(DATASET CONTENT begins)
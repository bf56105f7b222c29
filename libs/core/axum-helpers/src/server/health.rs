use axum::{
    Json, Router,
    extract::State,
    http::StatusCode,
    response::{IntoResponse, Response},
    routing::get,
};
use core_config::AppInfo;
use serde::Serialize;

#[derive(Debug, Serialize)]
pub struct HealthResponse {
    pub status: &'static str,
    pub name: &'static str,
    pub version: &'static str,
}

/// Liveness handler; always 200 while the process is serving.
pub async fn health_handler(State(app): State<AppInfo>) -> Response {
    let response = HealthResponse {
        status: "healthy",
        name: app.name,
        version: app.version,
    };

    (StatusCode::OK, Json(response)).into_response()
}

/// Creates a router with the /health endpoint.
///
/// # Example
/// ```ignore
/// use axum_helpers::server::health_router;
/// use core_config::app_info;
///
/// let app = Router::new().merge(health_router(app_info!()));
/// ```
pub fn health_router(app_info: AppInfo) -> Router {
    Router::new()
        .route("/health", get(health_handler))
        .with_state(app_info)
}
//! Type-safe error codes for API responses.
//!
//! Each code carries a client-facing identifier (e.g. `"VALIDATION_ERROR"`),
//! an integer for logs and dashboards (e.g. `1001`), and a default message.
//!
//! ```rust
//! use axum_helpers::errors::ErrorCode;
//!
//! let code = ErrorCode::ValidationError;
//! assert_eq!(code.as_str(), "VALIDATION_ERROR");
//! assert_eq!(code.code(), 1001);
//! ```

use serde::{Deserialize, Serialize};
use utoipa::ToSchema;

/// Standardized error codes for API responses.
#[derive(Debug, Clone, Copy, PartialEq, Eq, Hash, Serialize, Deserialize, ToSchema)]
#[serde(rename_all = "SCREAMING_SNAKE_CASE")]
pub enum ErrorCode {
    /// Request validation failed
    ValidationError,

    /// Query string could not be parsed
    InvalidQuery,

    /// Requested resource was not found
    NotFound,

    /// Business rule rejected the request
    BadRequest,

    /// JSON extraction from request body failed
    JsonExtraction,
}

impl ErrorCode {
    /// SCREAMING_SNAKE_CASE identifier for programmatic handling by clients.
    pub fn as_str(&self) -> &'static str {
        match self {
            Self::ValidationError => "VALIDATION_ERROR",
            Self::InvalidQuery => "INVALID_QUERY",
            Self::NotFound => "NOT_FOUND",
            Self::BadRequest => "BAD_REQUEST",
            Self::JsonExtraction => "JSON_EXTRACTION",
        }
    }

    /// Integer code used in structured logs.
    pub fn code(&self) -> i32 {
        match self {
            Self::ValidationError => 1001,
            Self::InvalidQuery => 1002,
            Self::JsonExtraction => 1003,
            Self::NotFound => 1004,
            Self::BadRequest => 1006,
        }
    }

    /// Default user-facing message; handlers may override it.
    pub fn default_message(&self) -> &'static str {
        match self {
            Self::ValidationError => "Request validation failed",
            Self::InvalidQuery => "Invalid query parameters",
            Self::NotFound => "Resource not found",
            Self::BadRequest => "Bad request",
            Self::JsonExtraction => "Invalid JSON request body",
        }
    }
}

impl std::fmt::Display for ErrorCode {
    fn fmt(&self, f: &mut std::fmt::Formatter<'_>) -> std::fmt::Result {
        write!(f, "{}", self.as_str())
    }
}
use axum::{
    extract::{
        rejection::{JsonRejection, QueryRejection},
        Path, Query, State,
    },
    http::{header, StatusCode},
    response::IntoResponse,
    routing::get,
    Json, Router,
};
use axum_helpers::{
    errors::responses::{BadRequestValidationResponse, NotFoundResponse},
    AppError, ValidatedJson,
};
use std::sync::Arc;
use utoipa::OpenApi;

use crate::error::TaskResult;
use crate::models::{CreateTask, Task, TaskFilter, TaskStatus, UpdateTask};
use crate::repository::TaskRepository;
use crate::service::TaskService;

/// Path the task router is mounted under; also used for `Location` headers
pub const RESOURCE_PATH: &str = "/tasks";

const TAG: &str = "tasks";

/// OpenAPI documentation for Tasks API
#[derive(OpenApi)]
#[openapi(
    paths(list_tasks, create_task, get_task, update_task, delete_task),
    components(
        schemas(Task, CreateTask, UpdateTask, TaskStatus),
        responses(NotFoundResponse, BadRequestValidationResponse)
    ),
    tags(
        (name = TAG, description = "Task management endpoints")
    )
)]
pub struct ApiDoc;

/// Create the task router with all HTTP endpoints
pub fn router<R: TaskRepository + 'static>(service: TaskService<R>) -> Router {
    let shared_service = Arc::new(service);

    Router::new()
        .route("/", get(list_tasks).post(create_task))
        .route(
            "/{id}",
            get(get_task).put(update_task).delete(delete_task),
        )
        .with_state(shared_service)
}

/// List tasks, earliest due date first
#[utoipa::path(
    get,
    path = "",
    tag = TAG,
    params(TaskFilter),
    responses(
        (status = 200, description = "Page of tasks", body = Vec<Task>),
        (status = 400, response = BadRequestValidationResponse)
    )
)]
async fn list_tasks<R: TaskRepository>(
    State(service): State<Arc<TaskService<R>>>,
    filter: Result<Query<TaskFilter>, QueryRejection>,
) -> Result<Json<Vec<Task>>, AppError> {
    let Query(filter) = filter?;
    Ok(Json(service.list_tasks(filter)))
}

/// Create a new task
#[utoipa::path(
    post,
    path = "",
    tag = TAG,
    request_body = CreateTask,
    responses(
        (status = 201, description = "Task created", body = Task),
        (status = 400, response = BadRequestValidationResponse)
    )
)]
async fn create_task<R: TaskRepository>(
    State(service): State<Arc<TaskService<R>>>,
    ValidatedJson(input): ValidatedJson<CreateTask>,
) -> TaskResult<impl IntoResponse> {
    let task = service.create_task(input)?;
    let location = format!("{}/{}", RESOURCE_PATH, task.id);

    Ok((StatusCode::CREATED, [(header::LOCATION, location)], Json(task)))
}

/// Get a task by ID
#[utoipa::path(
    get,
    path = "/{id}",
    tag = TAG,
    params(
        ("id" = String, Path, description = "Task ID")
    ),
    responses(
        (status = 200, description = "Task found", body = Task),
        (status = 404, response = NotFoundResponse)
    )
)]
async fn get_task<R: TaskRepository>(
    State(service): State<Arc<TaskService<R>>>,
    Path(id): Path<String>,
) -> TaskResult<Json<Task>> {
    Ok(Json(service.get_task(&id)?))
}

/// Update the provided fields of a task
#[utoipa::path(
    put,
    path = "/{id}",
    tag = TAG,
    params(
        ("id" = String, Path, description = "Task ID")
    ),
    request_body = UpdateTask,
    responses(
        (status = 200, description = "Task updated", body = Task),
        (status = 400, response = BadRequestValidationResponse),
        (status = 404, response = NotFoundResponse)
    )
)]
async fn update_task<R: TaskRepository>(
    State(service): State<Arc<TaskService<R>>>,
    Path(id): Path<String>,
    input: Result<Json<UpdateTask>, JsonRejection>,
) -> Result<Json<Task>, AppError> {
    let Json(input) = input?;
    Ok(Json(service.update_task(&id, input)?))
}

/// Delete a task
#[utoipa::path(
    delete,
    path = "/{id}",
    tag = TAG,
    params(
        ("id" = String, Path, description = "Task ID")
    ),
    responses(
        (status = 204, description = "Task deleted"),
        (status = 404, response = NotFoundResponse)
    )
)]
async fn delete_task<R: TaskRepository>(
    State(service): State<Arc<TaskService<R>>>,
    Path(id): Path<String>,
) -> TaskResult<StatusCode> {
    service.delete_task(&id)?;
    Ok(StatusCode::NO_CONTENT)
}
(DATASET CONTENT ends)
## ACTIVITY
After locating the line holding "let Query(filter) = filter?;" above, output exactly that line and every line after it through the line holding "Delete a task". Include nothing else.

## ANSWER SECTION
    let Query(filter) = filter?;
    Ok(Json(service.list_tasks(filter)))
}

/// Create a new task
#[utoipa::path(
    post,
    path = "",
    tag = TAG,
    request_body = CreateTask,
    responses(
        (status = 201, description = "Task created", body = Task),
        (status = 400, response = BadRequestValidationResponse)
    )
)]
async fn create_task<R: TaskRepository>(
    State(service): State<Arc<TaskService<R>>>,
    ValidatedJson(input): ValidatedJson<CreateTask>,
) -> TaskResult<impl IntoResponse> {
    let task = service.create_task(input)?;
    let location = format!("{}/{}", RESOURCE_PATH, task.id);

    Ok((StatusCode::CREATED, [(header::LOCATION, location)], Json(task)))
}

/// Get a task by ID
#[utoipa::path(
    get,
    path = "/{id}",
    tag = TAG,
    params(
        ("id" = String, Path, description = "Task ID")
    ),
    responses(
        (status = 200, description = "Task found", body = Task),
        (status = 404, response = NotFoundResponse)
    )
)]
async fn get_task<R: TaskRepository>(
    State(service): State<Arc<TaskService<R>>>,
    Path(id): Path<String>,
) -> TaskResult<Json<Task>> {
    Ok(Json(service.get_task(&id)?))
}

/// Update the provided fields of a task
#[utoipa::path(
    put,
    path = "/{id}",
    tag = TAG,
    params(
        ("id" = String, Path, description = "Task ID")
    ),
    request_body = UpdateTask,
    responses(
        (status = 200, description = "Task updated", body = Task),
        (status = 400, response = BadRequestValidationResponse),
        (status = 404, response = NotFoundResponse)
    )
)]
async fn update_task<R: TaskRepository>(
    State(service): State<Arc<TaskService<R>>>,
    Path(id): Path<String>,
    input: Result<Json<UpdateTask>, JsonRejection>,
) -> Result<Json<Task>, AppError> {
    let Json(input) = input?;
    Ok(Json(service.update_task(&id, input)?))
}

/// Delete a task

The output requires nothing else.